Description of the task – Copy out every line of the listing in which "cannot" appears.

━━━━━ Given data

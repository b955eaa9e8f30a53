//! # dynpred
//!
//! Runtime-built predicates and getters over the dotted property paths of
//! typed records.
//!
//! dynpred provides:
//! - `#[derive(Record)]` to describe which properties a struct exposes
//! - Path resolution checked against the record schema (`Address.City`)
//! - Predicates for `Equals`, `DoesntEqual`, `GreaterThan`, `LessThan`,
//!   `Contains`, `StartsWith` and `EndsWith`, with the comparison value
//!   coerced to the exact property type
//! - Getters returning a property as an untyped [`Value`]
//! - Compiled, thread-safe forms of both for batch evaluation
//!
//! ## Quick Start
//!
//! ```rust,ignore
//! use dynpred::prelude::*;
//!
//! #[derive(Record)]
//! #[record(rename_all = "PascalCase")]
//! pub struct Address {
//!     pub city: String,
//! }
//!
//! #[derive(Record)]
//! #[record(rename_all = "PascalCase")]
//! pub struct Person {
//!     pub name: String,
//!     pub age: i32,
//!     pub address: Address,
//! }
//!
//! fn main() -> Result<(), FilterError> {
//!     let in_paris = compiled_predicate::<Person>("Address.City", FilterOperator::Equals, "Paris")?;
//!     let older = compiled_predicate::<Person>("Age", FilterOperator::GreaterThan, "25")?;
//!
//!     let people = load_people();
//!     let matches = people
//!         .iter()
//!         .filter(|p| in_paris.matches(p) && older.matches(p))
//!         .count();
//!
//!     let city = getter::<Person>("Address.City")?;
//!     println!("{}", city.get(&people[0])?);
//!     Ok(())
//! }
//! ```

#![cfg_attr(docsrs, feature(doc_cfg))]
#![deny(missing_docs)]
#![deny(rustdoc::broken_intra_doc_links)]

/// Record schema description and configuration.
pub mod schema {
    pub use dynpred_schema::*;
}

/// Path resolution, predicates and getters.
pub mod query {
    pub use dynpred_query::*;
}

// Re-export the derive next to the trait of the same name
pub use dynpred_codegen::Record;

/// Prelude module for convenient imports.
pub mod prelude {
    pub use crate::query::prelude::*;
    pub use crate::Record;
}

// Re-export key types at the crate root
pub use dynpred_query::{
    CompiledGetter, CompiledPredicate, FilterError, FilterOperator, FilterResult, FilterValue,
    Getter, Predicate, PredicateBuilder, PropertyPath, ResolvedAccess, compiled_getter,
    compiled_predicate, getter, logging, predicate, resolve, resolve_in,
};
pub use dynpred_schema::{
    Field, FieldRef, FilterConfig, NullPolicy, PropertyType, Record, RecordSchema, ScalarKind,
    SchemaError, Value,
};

━━━━━━━━━━
━━━━━ Given data

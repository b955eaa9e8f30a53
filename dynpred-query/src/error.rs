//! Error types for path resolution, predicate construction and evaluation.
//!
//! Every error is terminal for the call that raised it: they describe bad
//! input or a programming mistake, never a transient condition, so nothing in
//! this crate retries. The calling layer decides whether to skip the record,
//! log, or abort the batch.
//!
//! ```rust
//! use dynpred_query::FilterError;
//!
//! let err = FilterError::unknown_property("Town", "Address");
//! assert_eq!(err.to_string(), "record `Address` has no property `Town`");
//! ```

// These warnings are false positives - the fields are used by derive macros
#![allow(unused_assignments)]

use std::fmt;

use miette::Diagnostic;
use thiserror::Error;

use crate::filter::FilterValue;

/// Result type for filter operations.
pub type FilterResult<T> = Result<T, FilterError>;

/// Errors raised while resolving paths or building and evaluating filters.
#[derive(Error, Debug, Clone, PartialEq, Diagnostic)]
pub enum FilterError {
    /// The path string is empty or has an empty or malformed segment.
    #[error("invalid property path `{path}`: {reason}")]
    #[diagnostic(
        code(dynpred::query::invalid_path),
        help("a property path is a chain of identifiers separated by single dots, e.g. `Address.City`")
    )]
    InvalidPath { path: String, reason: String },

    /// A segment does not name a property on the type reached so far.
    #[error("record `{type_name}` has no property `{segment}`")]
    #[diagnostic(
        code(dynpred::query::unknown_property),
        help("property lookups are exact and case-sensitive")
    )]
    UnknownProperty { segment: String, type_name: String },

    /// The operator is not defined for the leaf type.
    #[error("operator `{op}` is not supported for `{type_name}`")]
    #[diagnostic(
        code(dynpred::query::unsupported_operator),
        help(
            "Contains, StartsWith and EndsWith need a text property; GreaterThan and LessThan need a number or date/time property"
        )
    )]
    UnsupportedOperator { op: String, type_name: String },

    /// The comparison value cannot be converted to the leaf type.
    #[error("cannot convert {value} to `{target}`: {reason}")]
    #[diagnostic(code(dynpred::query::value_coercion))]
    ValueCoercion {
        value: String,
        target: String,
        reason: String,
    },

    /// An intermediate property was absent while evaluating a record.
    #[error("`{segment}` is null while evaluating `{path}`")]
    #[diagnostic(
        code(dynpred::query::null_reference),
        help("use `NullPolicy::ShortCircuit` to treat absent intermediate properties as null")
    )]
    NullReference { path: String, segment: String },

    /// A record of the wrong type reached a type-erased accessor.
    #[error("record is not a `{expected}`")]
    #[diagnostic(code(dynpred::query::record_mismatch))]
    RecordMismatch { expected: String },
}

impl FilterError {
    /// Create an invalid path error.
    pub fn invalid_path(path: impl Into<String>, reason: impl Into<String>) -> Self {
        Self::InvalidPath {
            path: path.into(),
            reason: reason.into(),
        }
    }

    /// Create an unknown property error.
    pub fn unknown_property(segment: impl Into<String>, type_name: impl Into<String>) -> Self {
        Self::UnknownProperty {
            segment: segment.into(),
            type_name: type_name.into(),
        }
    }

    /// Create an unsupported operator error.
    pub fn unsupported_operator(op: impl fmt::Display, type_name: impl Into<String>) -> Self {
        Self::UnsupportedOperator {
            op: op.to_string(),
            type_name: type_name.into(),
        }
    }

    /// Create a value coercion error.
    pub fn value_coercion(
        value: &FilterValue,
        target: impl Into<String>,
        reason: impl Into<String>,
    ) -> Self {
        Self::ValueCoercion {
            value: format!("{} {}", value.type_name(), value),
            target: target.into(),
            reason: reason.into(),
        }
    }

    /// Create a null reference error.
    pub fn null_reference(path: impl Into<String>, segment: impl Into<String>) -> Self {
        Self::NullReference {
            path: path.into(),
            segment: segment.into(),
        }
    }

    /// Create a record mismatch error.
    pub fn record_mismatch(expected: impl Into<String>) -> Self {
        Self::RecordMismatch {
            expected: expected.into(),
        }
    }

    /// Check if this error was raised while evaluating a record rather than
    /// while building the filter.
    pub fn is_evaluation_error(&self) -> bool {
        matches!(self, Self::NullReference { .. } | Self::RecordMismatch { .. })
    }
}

━━━━━━━━━━

Answer to the problem –
    /// The comparison value cannot be converted to the leaf type.
    #[error("cannot convert {value} to `{target}`: {reason}")]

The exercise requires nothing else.